In 2019, my postdoc Markmiller used the transient stress paradigm in combination with a global mRNA localization profiling approach to measure subcellular mRNA distribution landscapes across different cell types and in response to cellular stress in the absence or presence of ALS-associated mutations. We show that the global mRNA localization landscape is shaped by a set of cell type-independent rules based on basic transcript architecture and sequence features and are profoundly disrupted by cellular stress. Remarkably, while stress-induced mRNA localization changes are transitory in wildtype PSC-MNs, HNRNPA2B1-mutant PSC-MNs retain a drastically reshaped mRNA localization profile and display elevated cell death 72h post-stress. Our single, non-toxic stressor also directly induces disease- relevant molecular changes such as splicing-mediated loss of Stathmin-2 (Markmiller et al., Cell Reports 2021).

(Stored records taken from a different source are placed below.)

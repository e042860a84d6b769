use std::path::Path;

use chrono::NaiveDateTime;

use crate::error::{PipelineError, Result};
use crate::models::StagedRow;

/// Reads a staged CSV dataset into memory and normalises it for the
/// sink: timestamps are canonicalised to one string representation and
/// NaN readings become explicit nulls. The sink must receive nulls,
/// never the literal string "NaN".
pub struct StagedReader;

impl StagedReader {
    pub fn new() -> Self {
        Self
    }

    pub fn read(&self, path: &Path) -> Result<Vec<StagedRow>> {
        if !path.is_file() {
            return Err(PipelineError::MissingInput(format!(
                "staged dataset not found at {}",
                path.display()
            )));
        }

        let mut reader = csv::Reader::from_path(path)?;
        let mut rows = Vec::new();
        for record in reader.deserialize() {
            let mut row: StagedRow = record?;
            normalize_row(&mut row);
            rows.push(row);
        }

        if rows.is_empty() {
            return Err(PipelineError::MissingInput(format!(
                "staged dataset {} is empty",
                path.display()
            )));
        }

        Ok(rows)
    }
}

impl Default for StagedReader {
    fn default() -> Self {
        Self::new()
    }
}

fn normalize_row(row: &mut StagedRow) {
    row.time = canonical_time(&row.time);

    for field in [
        &mut row.pm10,
        &mut row.pm2_5,
        &mut row.carbon_monoxide,
        &mut row.nitrogen_dioxide,
        &mut row.sulphur_dioxide,
        &mut row.ozone,
        &mut row.uv_index,
        &mut row.severity,
    ] {
        if field.is_some_and(f64::is_nan) {
            *field = None;
        }
    }
}

/// Canonical ISO-8601 string with seconds. Unparseable values are kept
/// verbatim rather than dropped; the sink rejects them per row.
fn canonical_time(raw: &str) -> String {
    let raw = raw.trim();
    for format in ["%Y-%m-%dT%H:%M:%S", "%Y-%m-%dT%H:%M", "%Y-%m-%d %H:%M:%S"] {
        if let Ok(parsed) = NaiveDateTime::parse_from_str(raw, format) {
            return parsed.format("%Y-%m-%dT%H:%M:%S").to_string();
        }
    }
    raw.to_string()
}
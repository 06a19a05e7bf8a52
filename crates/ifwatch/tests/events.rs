//! End-to-end decode scenarios over built wire frames.

use std::net::Ipv4Addr;
use std::time::Duration;

use ifwatch::{
    decode_frame, fixtures, Decoded, Event, EventFilter, EventStream, MessageIter, NlMsgType,
};

/// Walk a datagram the way a stream does: decode frames until a terminator,
/// keep what the filter admits, and report whether the terminator was seen.
fn run(data: &[u8], filter: &EventFilter) -> (Vec<Event>, bool) {
    let mut events = Vec::new();
    for (header, payload) in MessageIter::new(data) {
        match decode_frame(header.nlmsg_type, payload) {
            Decoded::Event(event) => {
                if filter.admits(&event) {
                    events.push(event);
                }
            }
            Decoded::Done => return (events, true),
            Decoded::Ignored => {}
        }
    }
    (events, false)
}

fn filter(accept: &[&str], reject: &[&str], strict: bool) -> EventFilter {
    let accept: Vec<String> = accept.iter().map(|s| s.to_string()).collect();
    let reject: Vec<String> = reject.iter().map(|s| s.to_string()).collect();
    EventFilter::new(&accept, &reject, strict).unwrap()
}

#[test]
fn strict_newlink_with_carrier_is_admitted() {
    // Flags carry only the up bit; carrier must come from the attribute.
    let data = fixtures::newlink(2, 0x1, "eth0");
    let (events, done) = run(&data, &filter(&["eth*"], &[], true));
    assert!(!done);
    assert_eq!(events.len(), 1);
    match &events[0] {
        Event::Link(link) => {
            assert_eq!(link.name(), Some("eth0"));
            assert!(link.up());
            assert_eq!(link.carrier(), Some(true));
        }
        other => panic!("unexpected event: {other:?}"),
    }
}

#[test]
fn loopback_is_rejected_by_pattern() {
    let mut data = fixtures::newlink(1, 0x49, "lo");
    data.extend_from_slice(&fixtures::newlink(2, 0x1, "eth0"));
    let (events, _) = run(&data, &filter(&["*"], &["lo"], false));
    assert_eq!(events.len(), 1);
    assert_eq!(events[0].name(), Some("eth0"));
}

#[test]
fn newaddr_decodes_prefix_and_address() {
    let data = fixtures::newaddr(2, 24, "eth0", [192, 168, 1, 10]);
    let (events, _) = run(&data, &EventFilter::default());
    assert_eq!(events.len(), 1);
    match &events[0] {
        Event::Address(addr) => {
            assert!(addr.exists);
            assert_eq!(addr.prefix_len, 24);
            assert_eq!(addr.address(), Some(Ipv4Addr::new(192, 168, 1, 10)));
            assert_eq!(addr.label(), Some("eth0"));
            assert_eq!(addr.scope_name(), "global");
        }
        other => panic!("unexpected event: {other:?}"),
    }
}

#[test]
fn terminator_is_reported() {
    let mut data = fixtures::newlink(2, 0x1, "eth0");
    data.extend_from_slice(&fixtures::done());
    let (events, done) = run(&data, &EventFilter::default());
    assert!(done);
    assert_eq!(events.len(), 1);
}

#[test]
fn terminator_ends_the_read() {
    // Anything framed after NLMSG_DONE in the same read is never decoded.
    let mut data = fixtures::newlink(1, 0x49, "lo");
    data.extend_from_slice(&fixtures::done());
    data.extend_from_slice(&fixtures::newlink(2, 0x1, "eth0"));

    let (events, done) = run(&data, &EventFilter::default());
    assert!(done);
    assert_eq!(events.len(), 1);
    assert_eq!(events[0].name(), Some("lo"));
}

#[test]
fn broken_message_does_not_take_down_its_siblings() {
    // First frame carries an attribute record claiming more bytes than the
    // message holds; only that message is dropped.
    let mut bad_body = fixtures::ifinfomsg(7, 0, 0);
    bad_body.extend_from_slice(&[0x40, 0x00, 0x03, 0x00]); // 64-byte claim
    let mut data = fixtures::nlmsg(NlMsgType::RTM_NEWLINK, &bad_body);
    data.extend_from_slice(&fixtures::newlink(2, 0x1, "eth0"));

    let (events, _) = run(&data, &EventFilter::default());
    assert_eq!(events.len(), 1);
    assert_eq!(events[0].name(), Some("eth0"));
}

#[test]
fn nameless_link_is_never_admitted() {
    let data = fixtures::nlmsg(NlMsgType::RTM_NEWLINK, &fixtures::ifinfomsg(9, 0x01, 0));
    let (events, _) = run(&data, &EventFilter::default());
    assert!(events.is_empty());
}

#[test]
fn wait_window_expires_with_no_events() {
    // Needs a route socket; skip where the environment forbids one.
    let Ok(mut stream) = EventStream::builder()
        .accept(["ifwatch-test-no-such-interface"])
        .open()
    else {
        return;
    };
    let events: Vec<_> = stream.wait(Some(Duration::from_millis(50))).collect();
    assert!(events.is_empty());
}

In an effort to identify novel genetic regulators of stress granules, we developed CRaft-ID, the first pooled CRISPR screening approach using standard imaging readouts that utilizes microRaft arrays, and identified unexpected SG- regulatory proteins. We found that RNA binding proteins that control RNA processing at multiple layers appear to control SG formation and/or abundance, including surprisingly, a nuclear protein snRNP200 involved in splicing (Wheeler et al., Nature Methods 2020). Our ongoing and future work will continue to study some of these proteins such as snRNP200 to understand mechanistically how depletion of these affect cytoplasmic initiation and recovery of SGs. We also continue to unravel dysfunctional RBP-RNA relationships in neurodegeneration.